Records for this task Start Marker

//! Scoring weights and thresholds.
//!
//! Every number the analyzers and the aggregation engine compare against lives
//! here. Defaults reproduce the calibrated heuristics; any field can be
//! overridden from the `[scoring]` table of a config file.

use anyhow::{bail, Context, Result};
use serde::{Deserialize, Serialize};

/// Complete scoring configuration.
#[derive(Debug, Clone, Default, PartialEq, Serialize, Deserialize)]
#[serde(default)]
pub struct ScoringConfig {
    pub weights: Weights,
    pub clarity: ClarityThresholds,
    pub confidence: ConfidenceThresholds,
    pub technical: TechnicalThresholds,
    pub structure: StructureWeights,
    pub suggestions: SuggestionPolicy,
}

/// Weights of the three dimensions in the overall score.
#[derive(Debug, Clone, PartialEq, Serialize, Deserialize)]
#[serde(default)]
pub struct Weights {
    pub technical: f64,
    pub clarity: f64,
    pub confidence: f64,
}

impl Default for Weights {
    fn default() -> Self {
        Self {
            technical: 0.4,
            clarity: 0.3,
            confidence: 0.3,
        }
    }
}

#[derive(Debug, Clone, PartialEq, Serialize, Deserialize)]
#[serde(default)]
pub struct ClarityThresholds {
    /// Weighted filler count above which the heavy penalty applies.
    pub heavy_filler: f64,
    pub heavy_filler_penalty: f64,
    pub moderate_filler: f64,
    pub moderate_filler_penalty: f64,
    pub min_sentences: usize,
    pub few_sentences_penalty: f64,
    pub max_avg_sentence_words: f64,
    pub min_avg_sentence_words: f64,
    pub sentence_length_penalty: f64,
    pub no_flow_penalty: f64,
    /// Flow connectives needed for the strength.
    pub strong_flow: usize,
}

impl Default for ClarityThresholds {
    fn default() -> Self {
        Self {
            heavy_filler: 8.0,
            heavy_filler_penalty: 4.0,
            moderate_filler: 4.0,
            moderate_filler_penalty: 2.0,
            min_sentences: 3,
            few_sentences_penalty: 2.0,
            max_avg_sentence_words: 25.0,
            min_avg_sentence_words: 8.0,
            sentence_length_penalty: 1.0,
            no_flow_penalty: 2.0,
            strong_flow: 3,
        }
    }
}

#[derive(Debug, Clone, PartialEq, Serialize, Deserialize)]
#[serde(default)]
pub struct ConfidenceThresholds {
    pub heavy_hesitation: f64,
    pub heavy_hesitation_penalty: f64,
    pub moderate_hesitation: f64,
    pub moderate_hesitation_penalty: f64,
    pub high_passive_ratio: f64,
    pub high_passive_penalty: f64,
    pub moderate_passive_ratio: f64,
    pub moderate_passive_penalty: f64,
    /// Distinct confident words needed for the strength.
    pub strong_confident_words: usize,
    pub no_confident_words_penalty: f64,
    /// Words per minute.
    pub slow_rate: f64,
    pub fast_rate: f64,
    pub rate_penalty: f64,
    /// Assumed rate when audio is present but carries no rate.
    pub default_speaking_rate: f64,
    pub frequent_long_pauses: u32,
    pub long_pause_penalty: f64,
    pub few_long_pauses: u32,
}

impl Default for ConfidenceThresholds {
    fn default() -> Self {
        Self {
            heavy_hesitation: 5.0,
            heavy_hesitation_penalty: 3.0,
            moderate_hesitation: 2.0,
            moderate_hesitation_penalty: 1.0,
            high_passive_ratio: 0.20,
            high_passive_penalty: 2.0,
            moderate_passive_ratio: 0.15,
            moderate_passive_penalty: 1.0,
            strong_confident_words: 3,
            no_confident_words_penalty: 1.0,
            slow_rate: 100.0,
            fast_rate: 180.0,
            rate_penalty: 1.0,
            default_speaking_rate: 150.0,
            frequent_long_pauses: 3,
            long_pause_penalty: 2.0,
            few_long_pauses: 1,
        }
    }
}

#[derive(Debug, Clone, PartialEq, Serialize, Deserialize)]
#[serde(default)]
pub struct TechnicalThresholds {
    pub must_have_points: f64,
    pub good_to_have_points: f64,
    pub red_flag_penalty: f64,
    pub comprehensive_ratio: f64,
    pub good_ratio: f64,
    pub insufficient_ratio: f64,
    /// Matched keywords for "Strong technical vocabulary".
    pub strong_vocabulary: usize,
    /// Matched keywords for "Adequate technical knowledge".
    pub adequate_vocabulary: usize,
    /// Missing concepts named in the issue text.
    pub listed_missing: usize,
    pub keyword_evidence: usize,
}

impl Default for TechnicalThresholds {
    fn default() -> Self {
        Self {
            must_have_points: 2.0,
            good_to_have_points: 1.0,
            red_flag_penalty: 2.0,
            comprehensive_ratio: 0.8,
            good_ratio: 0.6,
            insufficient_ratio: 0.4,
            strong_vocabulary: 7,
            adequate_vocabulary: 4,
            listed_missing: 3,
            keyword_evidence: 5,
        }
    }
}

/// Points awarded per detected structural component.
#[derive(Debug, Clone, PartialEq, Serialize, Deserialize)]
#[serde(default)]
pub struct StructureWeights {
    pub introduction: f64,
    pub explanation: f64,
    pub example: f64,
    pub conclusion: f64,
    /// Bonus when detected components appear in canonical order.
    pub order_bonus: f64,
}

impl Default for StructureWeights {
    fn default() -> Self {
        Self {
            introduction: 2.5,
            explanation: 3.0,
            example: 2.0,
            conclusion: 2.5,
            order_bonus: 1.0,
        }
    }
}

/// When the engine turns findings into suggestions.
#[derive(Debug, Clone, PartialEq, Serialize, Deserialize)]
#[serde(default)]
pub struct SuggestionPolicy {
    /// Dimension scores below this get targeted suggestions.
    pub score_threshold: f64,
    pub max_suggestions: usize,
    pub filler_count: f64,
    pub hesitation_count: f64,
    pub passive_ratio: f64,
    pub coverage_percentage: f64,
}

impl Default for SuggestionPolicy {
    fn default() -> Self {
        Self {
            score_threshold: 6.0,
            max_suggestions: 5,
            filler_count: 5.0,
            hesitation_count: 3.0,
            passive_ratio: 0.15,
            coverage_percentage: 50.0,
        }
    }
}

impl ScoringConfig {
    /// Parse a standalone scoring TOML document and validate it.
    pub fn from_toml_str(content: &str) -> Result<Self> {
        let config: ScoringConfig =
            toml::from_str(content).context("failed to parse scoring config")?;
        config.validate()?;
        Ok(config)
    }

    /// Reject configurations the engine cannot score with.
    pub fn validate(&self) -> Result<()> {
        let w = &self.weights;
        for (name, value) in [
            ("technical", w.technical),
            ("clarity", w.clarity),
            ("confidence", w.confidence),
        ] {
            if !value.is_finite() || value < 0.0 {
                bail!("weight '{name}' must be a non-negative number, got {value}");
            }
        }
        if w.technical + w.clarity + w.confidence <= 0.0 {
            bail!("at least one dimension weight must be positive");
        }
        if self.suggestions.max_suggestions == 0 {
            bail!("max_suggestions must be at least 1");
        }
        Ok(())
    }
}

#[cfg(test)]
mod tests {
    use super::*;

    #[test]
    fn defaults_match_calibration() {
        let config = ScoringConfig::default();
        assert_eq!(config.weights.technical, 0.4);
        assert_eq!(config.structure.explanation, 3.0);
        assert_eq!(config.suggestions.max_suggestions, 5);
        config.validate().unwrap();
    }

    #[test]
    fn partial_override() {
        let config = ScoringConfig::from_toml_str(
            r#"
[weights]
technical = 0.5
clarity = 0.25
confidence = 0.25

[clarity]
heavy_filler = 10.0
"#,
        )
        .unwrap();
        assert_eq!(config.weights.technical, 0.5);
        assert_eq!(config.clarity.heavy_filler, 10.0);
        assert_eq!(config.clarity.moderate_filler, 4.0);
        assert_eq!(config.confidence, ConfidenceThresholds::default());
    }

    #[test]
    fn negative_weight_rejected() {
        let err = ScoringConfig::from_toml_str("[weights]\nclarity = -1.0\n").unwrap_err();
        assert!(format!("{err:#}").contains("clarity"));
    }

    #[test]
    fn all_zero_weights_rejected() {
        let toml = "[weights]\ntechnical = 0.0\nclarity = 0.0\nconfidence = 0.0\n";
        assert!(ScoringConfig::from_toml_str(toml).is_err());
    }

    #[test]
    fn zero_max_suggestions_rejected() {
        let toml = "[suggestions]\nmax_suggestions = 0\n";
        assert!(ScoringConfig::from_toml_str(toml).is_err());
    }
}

Records for this task End Marker

What are the lines from the one with "use super::*;" through the end of the records above? Set them down exactly, both ends included, and nothing else.

    use super::*;

    #[test]
    fn defaults_match_calibration() {
        let config = ScoringConfig::default();
        assert_eq!(config.weights.technical, 0.4);
        assert_eq!(config.structure.explanation, 3.0);
        assert_eq!(config.suggestions.max_suggestions, 5);
        config.validate().unwrap();
    }

    #[test]
    fn partial_override() {
        let config = ScoringConfig::from_toml_str(
            r#"
[weights]
technical = 0.5
clarity = 0.25
confidence = 0.25

[clarity]
heavy_filler = 10.0
"#,
        )
        .unwrap();
        assert_eq!(config.weights.technical, 0.5);
        assert_eq!(config.clarity.heavy_filler, 10.0);
        assert_eq!(config.clarity.moderate_filler, 4.0);
        assert_eq!(config.confidence, ConfidenceThresholds::default());
    }

    #[test]
    fn negative_weight_rejected() {
        let err = ScoringConfig::from_toml_str("[weights]\nclarity = -1.0\n").unwrap_err();
        assert!(format!("{err:#}").contains("clarity"));
    }

    #[test]
    fn all_zero_weights_rejected() {
        let toml = "[weights]\ntechnical = 0.0\nclarity = 0.0\nconfidence = 0.0\n";
        assert!(ScoringConfig::from_toml_str(toml).is_err());
    }

    #[test]
    fn zero_max_suggestions_rejected() {
        let toml = "[suggestions]\nmax_suggestions = 0\n";
        assert!(ScoringConfig::from_toml_str(toml).is_err());
    }
}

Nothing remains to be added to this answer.